The third ingredient is the fact that many of these magnificent places still linger at the fringes of towns and cities throughout Europe and North America. The old buildings may have collapsed roofs, molding plaster, and creaking floors yet there is a shred of their glory that lends them, like the traditional Victorian Home, a sense of imposing splendor, lingering authority, and a ghastly antiquity. Coupled with the sweet smell of rot, the mystery of horrid conditions and frightening trials hinted at by the presence of old files, rotting wheelchairs, and rusted surgical equipment, and the crumbling shells of greatness this creates a near mythical realm not all too far removed from our present or our own homes that is ripe and ready for the troubled souls of thousands to wander not-so-forgotten halls, calling out to us in the dark of the night.
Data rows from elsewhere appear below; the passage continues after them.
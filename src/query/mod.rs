//! Model list query
//!
//! Reads the local model list from the backend and keeps it fresh.

pub mod poller;
pub mod source;

pub use poller::{ModelQuery, DEFAULT_REFRESH_INTERVAL};
pub use source::{FetchError, HttpModelSource, ModelSource};
//! Shared type definitions
//!
//! Data types used across the query service and the UI.

pub mod model;
pub mod query;
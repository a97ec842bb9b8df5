//! Display tokens for model attributes
//!
//! Maps model status, backend and specialization to badge classes and icons.

use crate::types::model::{ModelKind, ModelStatus, Specialization};

pub const STATUS_READY: &str = "bg-[var(--accent-primary)] text-white";
pub const STATUS_AVAILABLE: &str = "bg-[var(--accent-secondary)] text-white";
pub const STATUS_LOADING: &str = "bg-[var(--accent-tertiary)] text-white";
pub const STATUS_ERROR: &str = "bg-[var(--destructive)] text-white";
pub const STATUS_UNKNOWN: &str = "bg-white/[0.06] text-[var(--text-tertiary)]";

pub const ICON_OLLAMA: &str = "🦙";
pub const ICON_LLAMACPP: &str = "🚀";
pub const ICON_TRANSFORMERS: &str = "🤖";
pub const ICON_DEFAULT: &str = "⚡";

pub const SPECIALIZATION_REASONING: &str =
    "bg-blue-100 text-blue-800 dark:bg-blue-900/40 dark:text-blue-300";
pub const SPECIALIZATION_CREATIVE: &str =
    "bg-purple-100 text-purple-800 dark:bg-purple-900/40 dark:text-purple-300";
pub const SPECIALIZATION_ANALYSIS: &str =
    "bg-green-100 text-green-800 dark:bg-green-900/40 dark:text-green-300";
pub const SPECIALIZATION_VERIFICATION: &str =
    "bg-orange-100 text-orange-800 dark:bg-orange-900/40 dark:text-orange-300";
pub const SPECIALIZATION_DEFAULT: &str =
    "bg-gray-100 text-gray-800 dark:bg-gray-800/60 dark:text-gray-300";

/// Badge class for a model status
pub fn status_color(status: &ModelStatus) -> &'static str {
    match status {
        ModelStatus::Ready => STATUS_READY,
        ModelStatus::Available => STATUS_AVAILABLE,
        ModelStatus::Loading => STATUS_LOADING,
        ModelStatus::Error => STATUS_ERROR,
        ModelStatus::Other(_) => STATUS_UNKNOWN,
    }
}

/// Icon shown next to the model name
pub fn type_icon(kind: &ModelKind) -> &'static str {
    match kind {
        ModelKind::Ollama => ICON_OLLAMA,
        ModelKind::LlamaCpp => ICON_LLAMACPP,
        ModelKind::Transformers => ICON_TRANSFORMERS,
        ModelKind::Other(_) => ICON_DEFAULT,
    }
}

/// Badge class (light and dark variants) for a specialization
pub fn specialization_color(specialization: &Specialization) -> &'static str {
    match specialization {
        Specialization::Reasoning => SPECIALIZATION_REASONING,
        Specialization::Creative => SPECIALIZATION_CREATIVE,
        Specialization::Analysis => SPECIALIZATION_ANALYSIS,
        Specialization::Verification => SPECIALIZATION_VERIFICATION,
        Specialization::Other(_) => SPECIALIZATION_DEFAULT,
    }
}

#[cfg(test)]
mod tests {
    use super::*;

    const ODD_INPUTS: [&str; 5] = ["", "READY", "unknown", " ready", "🦙"];

    #[test]
    fn test_status_colors() {
        assert_eq!(status_color(&"ready".into()), STATUS_READY);
        assert_eq!(status_color(&"available".into()), STATUS_AVAILABLE);
        assert_eq!(status_color(&"loading".into()), STATUS_LOADING);
        assert_eq!(status_color(&"error".into()), STATUS_ERROR);
        for input in ODD_INPUTS {
            assert_eq!(status_color(&input.into()), STATUS_UNKNOWN, "{:?}", input);
        }
    }

    #[test]
    fn test_type_icons() {
        assert_eq!(type_icon(&"ollama".into()), ICON_OLLAMA);
        assert_eq!(type_icon(&"llamacpp".into()), ICON_LLAMACPP);
        assert_eq!(type_icon(&"transformers".into()), ICON_TRANSFORMERS);
        for input in ODD_INPUTS {
            assert_eq!(type_icon(&input.into()), ICON_DEFAULT, "{:?}", input);
        }
    }

    #[test]
    fn test_specialization_colors() {
        assert_eq!(specialization_color(&"reasoning".into()), SPECIALIZATION_REASONING);
        assert_eq!(specialization_color(&"creative".into()), SPECIALIZATION_CREATIVE);
        assert_eq!(specialization_color(&"analysis".into()), SPECIALIZATION_ANALYSIS);
        assert_eq!(
            specialization_color(&"verification".into()),
            SPECIALIZATION_VERIFICATION
        );
        for input in ODD_INPUTS {
            assert_eq!(
                specialization_color(&input.into()),
                SPECIALIZATION_DEFAULT,
                "{:?}",
                input
            );
        }
    }

    #[test]
    fn test_specialization_has_dark_variant() {
        for class in [
            SPECIALIZATION_REASONING,
            SPECIALIZATION_CREATIVE,
            SPECIALIZATION_ANALYSIS,
            SPECIALIZATION_VERIFICATION,
            SPECIALIZATION_DEFAULT,
        ] {
            assert!(class.contains("dark:"), "{}", class);
        }
    }
}
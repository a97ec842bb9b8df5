use dioxus::desktop::{Config, WindowBuilder};
use modeldeck::app::{App, CUSTOM_HEAD};
use tracing_subscriber::EnvFilter;

fn main() {
    tracing_subscriber::fmt()
        .with_env_filter(
            EnvFilter::try_from_default_env().unwrap_or_else(|_| EnvFilter::new("modeldeck=info")),
        )
        .init();

    tracing::info!("Starting ModelDeck");

    dioxus::LaunchBuilder::desktop()
        .with_cfg(
            Config::new()
                .with_window(WindowBuilder::new().with_title("ModelDeck"))
                .with_custom_head(CUSTOM_HEAD.to_string()),
        )
        .launch(App);
}
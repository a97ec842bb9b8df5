//! Query state types
//!
//! Snapshot of the model list query published to the UI.

use crate::types::model::ModelDescriptor;
use chrono::{DateTime, Utc};

/// Latest result of the model list query
#[derive(Debug, Clone, PartialEq)]
pub struct QueryState {
    /// Last successfully fetched list, empty until the first success
    pub data: Vec<ModelDescriptor>,
    /// True until the first read settles
    pub is_loading: bool,
    /// True while any read is in flight
    pub is_fetching: bool,
    /// Time of the last successful read
    pub updated_at: Option<DateTime<Utc>>,
    /// Consecutive failed reads
    pub failure_count: u32,
}

impl Default for QueryState {
    fn default() -> Self {
        Self {
            data: Vec::new(),
            is_loading: true,
            is_fetching: false,
            updated_at: None,
            failure_count: 0,
        }
    }
}

#[cfg(test)]
mod tests {
    use super::*;

    #[test]
    fn test_default_state_is_loading() {
        let state = QueryState::default();
        assert!(state.is_loading);
        assert!(!state.is_fetching);
        assert!(state.data.is_empty());
        assert!(state.updated_at.is_none());
        assert_eq!(state.failure_count, 0);
    }
}
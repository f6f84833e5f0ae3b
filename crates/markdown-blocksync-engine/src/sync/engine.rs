//! The change detector: ties identity tracking, snapshots, debouncing and
//! confirmations together behind one struct per editor instance.

use std::collections::HashSet;
use std::sync::Arc;
use std::time::Duration;

use log::{debug, trace};

use super::confirm::{IdMapping, PendingConfirmations, Rekey};
use super::debounce::{Clock, DiffTimer, SystemClock};
use super::diff::{ChangeSet, PendingChanges, diff_snapshots};
use super::identity::{BlockId, DEFAULT_PROVISIONAL_PREFIX, IdentityTracker, PositionMap};
use super::serialize::{FragmentSerializer, InlineRenderer};
use super::snapshot::{Snapshot, scan_blocks};
use crate::tree::DocTree;

/// Tunables for one engine.
#[derive(Debug, Clone, PartialEq, Eq)]
pub struct EngineOptions {
    /// Largest distance, in position units, across which an id follows its block.
    pub proximity_window: usize,
    /// Quiet period after the last mutation before a burst is diffed.
    pub debounce: Duration,
    pub provisional_prefix: String,
}

impl Default for EngineOptions {
    fn default() -> Self {
        Self {
            proximity_window: 500,
            debounce: Duration::from_millis(100),
            provisional_prefix: DEFAULT_PROVISIONAL_PREFIX.to_string(),
        }
    }
}

/// Block identity and change tracking for one document.
///
/// Every mutation is snapshotted immediately so ids stay current; only the
/// diff against the host's view is debounced. Changes accumulate until the
/// host drains them.
pub struct SyncEngine {
    tracker: IdentityTracker,
    debounce: Duration,
    serializer: FragmentSerializer,
    clock: Arc<dyn Clock>,
    baseline: Arc<Snapshot>,
    position_map: PositionMap,
    timer: Option<DiffTimer>,
    pending: PendingChanges,
    confirmations: PendingConfirmations,
    paused: bool,
}

impl SyncEngine {
    pub fn new(options: EngineOptions) -> Self {
        Self::with_clock(options, Arc::new(SystemClock))
    }

    pub fn with_clock(options: EngineOptions, clock: Arc<dyn Clock>) -> Self {
        Self {
            tracker: IdentityTracker::new(options.proximity_window, options.provisional_prefix),
            debounce: options.debounce,
            serializer: FragmentSerializer::default(),
            clock,
            baseline: Arc::default(),
            position_map: PositionMap::new(),
            timer: None,
            pending: PendingChanges::default(),
            confirmations: PendingConfirmations::default(),
            paused: false,
        }
    }

    /// Route atoms of `kind` through `renderer` when building markdown fragments.
    pub fn register_renderer(&mut self, kind: impl Into<String>, renderer: impl InlineRenderer + 'static) {
        self.serializer.registry_mut().register(kind, renderer);
    }

    /// Record a new version of the document.
    pub fn on_mutation(&mut self, tree: &DocTree) {
        // A burst that went quiet before this mutation ends here.
        self.fire_if_due();

        let snapshot = self.snapshot_tree(tree);
        let previous = std::mem::replace(&mut self.baseline, Arc::new(snapshot));

        if self.paused {
            return;
        }

        let now = self.clock.now();
        match &mut self.timer {
            Some(timer) => timer.extend(now, self.debounce),
            None => {
                trace!("Starting diff burst");
                self.timer = Some(DiffTimer::start(now, self.debounce, previous));
            }
        }
    }

    /// Host tick: run the diff if the quiet period has elapsed. Returns
    /// whether a diff ran.
    pub fn poll_timer(&mut self) -> bool {
        self.fire_if_due()
    }

    /// Everything changed since the previous drain, including any burst
    /// still waiting out its quiet period.
    pub fn drain_changes(&mut self) -> ChangeSet {
        self.flush();
        self.pending.take()
    }

    /// `drain_changes` as camelCase JSON. The buffer is only emptied once
    /// serialization succeeded.
    pub fn drain_changes_json(&mut self) -> Result<String, serde_json::Error> {
        self.flush();
        let json = self.pending.peek().to_json()?;
        self.pending.clear();
        Ok(json)
    }

    /// Park a host-issued id for a provisional one. It takes effect on the
    /// next assignment pass or `apply_pending_confirmations_now`.
    pub fn confirm(&mut self, provisional: BlockId, confirmed: BlockId) {
        if !self.is_known(&provisional) {
            debug!("Dropping stale confirmation {provisional} -> {confirmed}");
            return;
        }
        if !self.confirmations.record(provisional.clone(), confirmed) {
            trace!("Confirmation for {provisional} already pending");
        }
    }

    /// Re-key immediately for every known id in `mapping`; returns what was
    /// applied.
    pub fn confirm_ids(&mut self, mapping: &IdMapping) -> IdMapping {
        let (applied, stale): (IdMapping, IdMapping) = mapping
            .iter()
            .map(|(provisional, confirmed)| (provisional.clone(), confirmed.clone()))
            .partition(|(provisional, _)| self.is_known(provisional));
        for (provisional, confirmed) in &stale {
            debug!("Dropping stale confirmation {provisional} -> {confirmed}");
        }
        self.rekey_snapshot(&applied);
        applied
    }

    /// Apply every parked confirmation now instead of waiting for the next
    /// mutation.
    pub fn apply_pending_confirmations_now(&mut self) -> IdMapping {
        let applied = self.confirmations.take_where(|provisional| {
            self.baseline.contains(provisional)
                || self
                    .timer
                    .as_ref()
                    .is_some_and(|timer| timer.burst_baseline().contains(provisional))
        });
        for (provisional, confirmed) in self.confirmations.take_where(|_| true) {
            debug!("Dropping stale confirmation {provisional} -> {confirmed}");
        }
        self.rekey_snapshot(&applied);
        applied
    }

    /// Rewrite ids everywhere they are held: baseline, position map, the
    /// running burst and undelivered changes. Undelivered inserts of the
    /// confirmed blocks are dropped.
    pub fn rekey_snapshot(&mut self, mapping: &IdMapping) {
        if mapping.is_empty() {
            return;
        }
        debug!("Re-keying {} block id(s)", mapping.len());

        self.baseline = Arc::new(self.baseline.rekeyed(mapping));
        self.position_map.rekey(mapping);
        if let Some(timer) = &mut self.timer {
            timer.rekey(mapping);
        }
        self.pending.rekey(mapping);
        self.confirmations
            .take_where(|provisional| mapping.contains_key(provisional));
    }

    /// While paused, ids are still tracked but no changes are reported.
    /// Pausing flushes a running burst first.
    pub fn set_sync_paused(&mut self, paused: bool) {
        if paused && !self.paused {
            self.flush();
        }
        if paused != self.paused {
            debug!("Sync {}", if paused { "paused" } else { "resumed" });
        }
        self.paused = paused;
    }

    /// Take `tree` as the new baseline without reporting anything.
    ///
    /// Ids continue from the previous generation where blocks still match.
    pub fn reset_and_snapshot(&mut self, tree: &DocTree) {
        self.timer = None;
        self.pending.clear();
        let snapshot = self.snapshot_tree(tree);
        self.baseline = Arc::new(snapshot);
    }

    /// Adopt ids the host already knows, in document order, bypassing
    /// proximity matching. Blocks without an id (or with a repeated one) get
    /// a provisional id. Returns the ids now in use.
    pub fn assign_ids_for_flat_list(&mut self, ids: &[BlockId], tree: &DocTree) -> Vec<BlockId> {
        self.timer = None;
        self.pending.clear();
        self.confirmations.clear();

        let scanned = scan_blocks(tree, &self.serializer);
        if ids.len() > scanned.len() {
            debug!(
                "Ignoring {} id(s) beyond the {} block(s) in the document",
                ids.len() - scanned.len(),
                scanned.len()
            );
        }

        let mut used = HashSet::new();
        let mut position_map = PositionMap::new();
        let mut records = Vec::with_capacity(scanned.len());
        for (index, block) in scanned.into_iter().enumerate() {
            let id = match ids.get(index) {
                Some(id) if used.insert(id.clone()) => id.clone(),
                _ => BlockId::mint(self.tracker.provisional_prefix()),
            };
            position_map.insert(block.position, id.clone(), block.slot().fingerprint);
            records.push(block.into_record(id));
        }

        self.position_map = position_map;
        self.baseline = Arc::new(Snapshot::from_records(records));
        self.baseline.ids().to_vec()
    }

    /// Cancel the timer and forget all state.
    pub fn teardown(&mut self) {
        self.timer = None;
        self.pending.clear();
        self.confirmations.clear();
        self.position_map.clear();
        self.baseline = Arc::default();
        self.paused = false;
    }

    pub fn block_id_at(&self, position: usize) -> Option<&BlockId> {
        self.position_map.id_at(position)
    }

    /// Ids of the current baseline in document order.
    pub fn block_ids(&self) -> &[BlockId] {
        self.baseline.ids()
    }

    pub fn baseline(&self) -> &Snapshot {
        &self.baseline
    }

    /// Whether a burst is waiting out its quiet period.
    pub fn has_pending_diff(&self) -> bool {
        self.timer.is_some()
    }

    /// Whether changes are buffered for the next drain.
    pub fn has_pending_changes(&self) -> bool {
        !self.pending.is_empty()
    }

    pub fn pending_confirmation_count(&self) -> usize {
        self.confirmations.len()
    }

    pub fn is_sync_paused(&self) -> bool {
        self.paused
    }

    fn is_known(&self, id: &BlockId) -> bool {
        self.baseline.contains(id)
            || self
                .timer
                .as_ref()
                .is_some_and(|timer| timer.burst_baseline().contains(id))
    }

    /// Assign ids for `tree` and build its snapshot. Updates the position map;
    /// confirmations consumed by the pass are applied everywhere else.
    fn snapshot_tree(&mut self, tree: &DocTree) -> Snapshot {
        let scanned = scan_blocks(tree, &self.serializer);
        let slots: Vec<_> = scanned.iter().map(|block| block.slot()).collect();
        let assignment = self
            .tracker
            .assign_ids(&slots, &self.position_map, &mut self.confirmations);

        if assignment.minted > 0 {
            debug!("Minted {} provisional id(s)", assignment.minted);
        }
        self.rekey_snapshot(&assignment.applied_confirmations);
        self.position_map = assignment.position_map;

        Snapshot::from_records(
            scanned
                .into_iter()
                .zip(assignment.ids)
                .map(|(block, id)| block.into_record(id))
                .collect(),
        )
    }

    fn fire_if_due(&mut self) -> bool {
        let now = self.clock.now();
        if self.timer.as_ref().is_some_and(|timer| timer.is_due(now)) {
            self.flush();
            true
        } else {
            false
        }
    }

    fn flush(&mut self) {
        let Some(timer) = self.timer.take() else {
            return;
        };
        let changes = diff_snapshots(
            timer.burst_baseline(),
            &self.baseline,
            self.tracker.provisional_prefix(),
        );
        debug!(
            "Burst diff: {} update(s), {} insert(s), {} delete(s)",
            changes.updates.len(),
            changes.inserts.len(),
            changes.deletes.len()
        );
        self.pending.absorb(changes, &self.baseline);
    }
}

impl Default for SyncEngine {
    fn default() -> Self {
        Self::new(EngineOptions::default())
    }
}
These are the reasons that the asylum occupies such a large part of American and English folklore, with a particular thick vein in New England. My own travels have landed me in the shadow of Danvers, Greystone Park, Weston State, and a few other near legendary monoliths and inspired a good bit of my idea of gothic horror. They have given us Arkham Asylum in the world of DC Comics, populated dozens of movies, and been the setting of countless urban legends. So, yes, I have had an obsession of late, but it is merely the culmination of a life lived in the shadows of horror.